LORD SKIDELSKY’s excellent new book, “Keynes: The Return of the Master”, makes one striking claim about the economist’s work. “The centrepiece of Keynes’s theory”, he writes, “is the existence of inescapable uncertainty about the future.”

Uncertainty is different from risk, as Frank Knight, an economist, first pointed out in 1921. A poker player can figure out the odds of success when holding a pair of kings. But when dealing with macroeconomic events or forecasting stockmarket movements, you do not know the potential distribution of outcomes. There are an awful lot of jokers in the pack.

Most people face a future that comprises a combination of Donald Rumsfeld’s known and unknown unknowns. Choosing to buy a house, for example, involves a series of bets on land prices, interest rates, taxes, job prospects, future planning decisions in the area selected and the structural soundness of the property concerned. It is impossible for any buyer to be confident about so many variables. Any decision must be a guess.

Buyers usually accept this constraint and make the best guess they can. But when uncertainty increases substantially, the temptation is to freeze—to do nothing until the situation becomes clearer. Consumers delay their spending plans; companies halt their capital expenditure. In Keynes’s words, “animal spirits” are depressed. That was one reason he believed there was a case for government intervention: to act as the spender of last resort.

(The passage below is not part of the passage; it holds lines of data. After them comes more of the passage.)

//! Conversion pipelines from WSI formats to analysis-friendly outputs.
//!
//! # Architecture
//!
//! ```text
//!                  +----------------+
//!                  |  resolve_crop  |  full / auto / explicit region
//!                  +----------------+
//!                          |
//!           +--------------+--------------+
//!           v                             v
//! +------------------+          +---------------------+
//! |  convert_to_zarr |          | convert_to_ome_tiff |
//! +------------------+          +---------------------+
//!   bands -> chunked              bands -> JPEG tiles,
//!   uint8 YXC arrays              plane-separated pages
//! ```
//!
//! Both pipelines stream the source in horizontal bands through
//! [`read_region`](crate::slide::read_region), so peak memory is a few
//! bands regardless of slide size. Cropping semantics are shared: the
//! same [`CropMode`] resolves to a level 0 region before any pixels move.

mod crop;
mod ometiff;
mod zarr;

pub use crop::{resolve_crop, CropMode};
pub use ometiff::{convert_to_ome_tiff, OmeTiffConvertOptions};
pub use zarr::{convert_to_zarr, ZarrConvertOptions, DEFAULT_BAND_SIZE};
//! Tile decode, encode, and caching.
//!
//! This layer sits between region assembly / conversion above and the
//! format readers below. Compressed tile payloads come up from a reader,
//! [`decode_tile`] turns them into RGB pixels, [`TileCache`] keeps the
//! decoded pixels around while neighboring requests need them, and
//! [`JpegTileEncoder`] compresses output planes when writing pyramids.
//!
//! ```
//! use wsitk_utils::tile::{TileCache, TileCacheKey, white_tile};
//! use std::sync::Arc;
//!
//! #[tokio::main]
//! async fn main() {
//!     let cache = TileCache::with_capacity(50 * 1024 * 1024);
//!     let key = TileCacheKey::new(0, 1, 2);
//!
//!     if let Some(tile) = cache.get(&key).await {
//!         println!("cache hit: {}x{}", tile.width(), tile.height());
//!     } else {
//!         cache.put(key, Arc::new(white_tile(512, 512))).await;
//!     }
//! }
//! ```

mod cache;
mod decoder;
mod encoder;

pub use cache::{TileCache, TileCacheKey, DEFAULT_TILE_CACHE_CAPACITY};
pub use decoder::{decode_tile, white_tile};
pub use encoder::{
    clamp_quality, JpegTileEncoder, DEFAULT_JPEG_QUALITY, MAX_JPEG_QUALITY, MIN_JPEG_QUALITY,
};
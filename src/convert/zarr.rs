//! WSI to pyramidal Zarr conversion.
//!
//! Copies every pyramid level of a slide into a Zarr v2 group, one
//! `uint8` YXC array per level, reading the source in horizontal bands so
//! memory use stays proportional to the band size rather than the level.
//!
//! The store layout matches what downstream analysis tooling expects:
//!
//! ```text
//! <output>/pyramid_0.zarr/
//!   .zgroup
//!   .zattrs          max_level, channel_names, mpp, extent, ...
//!   0/               level 0 array, shape (h, w, 3)
//!   1/               level 1 array
//!   ...
//! ```

use std::path::{Path, PathBuf};
use std::sync::Arc;

use tracing::{debug, info, warn};

use crate::error::{ConvertError, ZarrError};
use crate::slide::{read_region, Region, Slide};
use crate::zarr::{PyramidAttrs, ZarrGroup};

use super::crop::{resolve_crop, CropMode};

/// Default height in pixels of the horizontal bands read from the source.
pub const DEFAULT_BAND_SIZE: u32 = 1528;

/// Directory name of the store created inside the output path.
const STORE_NAME: &str = "pyramid_0.zarr";

/// Chunk edge length for the level arrays. The channel axis is always a
/// single chunk.
const CHUNK_EDGE: u64 = 4096;

/// Tunable parameters for Zarr conversion.
#[derive(Debug, Clone, Copy, PartialEq, Eq)]
pub struct ZarrConvertOptions {
    /// Source region selection
    pub crop: CropMode,

    /// Height of the horizontal bands read per write
    pub band_size: u32,
}

impl Default for ZarrConvertOptions {
    fn default() -> Self {
        Self {
            crop: CropMode::Full,
            band_size: DEFAULT_BAND_SIZE,
        }
    }
}

/// Convert a slide into a pyramidal Zarr store.
///
/// The store is created at `<dest>/pyramid_0.zarr`, overwriting existing
/// metadata files but not removing stale arrays. Each source level maps
/// onto one array named by its level index; levels where the crop region
/// scales down to nothing are dropped from the tail of the pyramid.
///
/// Returns the path of the created store.
///
/// # Errors
///
/// Fails on an empty explicit crop, on source read or decode errors, and
/// on store write errors.
pub async fn convert_to_zarr(
    slide: &Slide,
    dest: &Path,
    options: &ZarrConvertOptions,
) -> Result<PathBuf, ConvertError> {
    let crop = resolve_crop(slide.info(), options.crop)?;
    let band_size = options.band_size.max(1);

    let store_path = dest.join(STORE_NAME);
    let group = ZarrGroup::create(&store_path)?;

    info!(
        source = %slide.path().display(),
        store = %store_path.display(),
        crop_x = crop.x,
        crop_y = crop.y,
        crop_width = crop.width,
        crop_height = crop.height,
        "starting zarr conversion"
    );

    let mut widths = Vec::with_capacity(slide.level_count());
    let mut heights = Vec::with_capacity(slide.level_count());

    for level in 0..slide.level_count() {
        let downsample = slide.level_downsample(level).unwrap_or(1.0);
        let mapped = crop.scaled(downsample);
        if mapped.is_empty() {
            // Downsamples grow monotonically, so once the crop vanishes it
            // stays gone; the remaining levels are dropped together.
            warn!(
                level,
                remaining = slide.level_count() - level,
                "crop region scales to nothing, stopping the pyramid here"
            );
            break;
        }

        info!(
            level,
            width = mapped.width,
            height = mapped.height,
            "copying pyramid level"
        );

        let array = group.create_array(
            &level.to_string(),
            [mapped.height as u64, mapped.width as u64, 3],
            [CHUNK_EDGE, CHUNK_EDGE, 3],
        )?;
        let array = Arc::new(array);

        let mut row = 0u32;
        while row < mapped.height {
            let band_height = (mapped.height - row).min(band_size);
            let source = Region::new(mapped.x, mapped.y + row, mapped.width, band_height);
            let band = read_region(slide, level, source).await?;

            debug!(level, row, band_height, "writing band");

            let writer = array.clone();
            let y0 = row as u64;
            tokio::task::spawn_blocking(move || writer.write_rows(y0, &band))
                .await
                .map_err(|e| ZarrError::StoreIo {
                    path: store_path.display().to_string(),
                    message: format!("band write task failed: {}", e),
                })??;

            row += band_height;
        }

        widths.push(mapped.width);
        heights.push(mapped.height);
    }

    let info = slide.info();
    let attrs = PyramidAttrs {
        max_level: widths.len(),
        channel_names: vec!["R".to_string(), "G".to_string(), "B".to_string()],
        dimension_names: vec!["y".to_string(), "x".to_string(), "c".to_string()],
        mpp_x: info.mpp_x,
        mpp_y: info.mpp_y,
        mag_step: info.magnification_step,
        objective_power: info.objective_power,
        extent: [widths, heights],
    };
    group.set_attrs(&attrs)?;

    info!(
        store = %store_path.display(),
        levels = attrs.max_level,
        "zarr conversion complete"
    );

    Ok(store_path)
}
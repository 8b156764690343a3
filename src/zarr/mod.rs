//! Zarr v2 store writing.
//!
//! Converted pyramids land in a Zarr v2 group with one array per level,
//! named `"0"`, `"1"`, ... from finest to coarsest. Arrays are
//! uncompressed `uint8` with YXC axes so downstream analysis tools can
//! memory-map or range-read them without a codec.
//!
//! # Example
//!
//! ```no_run
//! use wsitk_utils::zarr::ZarrGroup;
//! # fn main() -> Result<(), wsitk_utils::ZarrError> {
//! let group = ZarrGroup::create("out/pyramid_0.zarr")?;
//! let array = group.create_array("0", [1536, 2048, 3], [4096, 4096, 3])?;
//!
//! let band = image::RgbImage::new(2048, 256);
//! array.write_rows(0, &band)?;
//! # Ok(())
//! # }
//! ```

mod metadata;
mod writer;

pub use metadata::{ArrayMetadata, GroupMetadata, PyramidAttrs, DTYPE_U8, ZARR_FORMAT};
pub use writer::{ZarrArrayWriter, ZarrGroup};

But uncertainty also has another impact. The stockmarket is used both as a barometer of investors’ risk aversion and as a lead indicator of economic health. When investors are uncertain (risk-averse), they have a preference for holding cash and the price of shares falls. That in turn feeds back to the economy through a further downward effect on confidence.
Over the past 25 years, the authorities have had a tried-and-trusted method for bringing a halt to this vicious circle: cutting interest rates. The bigger the crisis, the faster and farther they have to cut. That is why British interest rates are lower than they have been in the 300-year-plus history of the Bank of England. Traditionally, 2% was seen as the floor for short-term rates.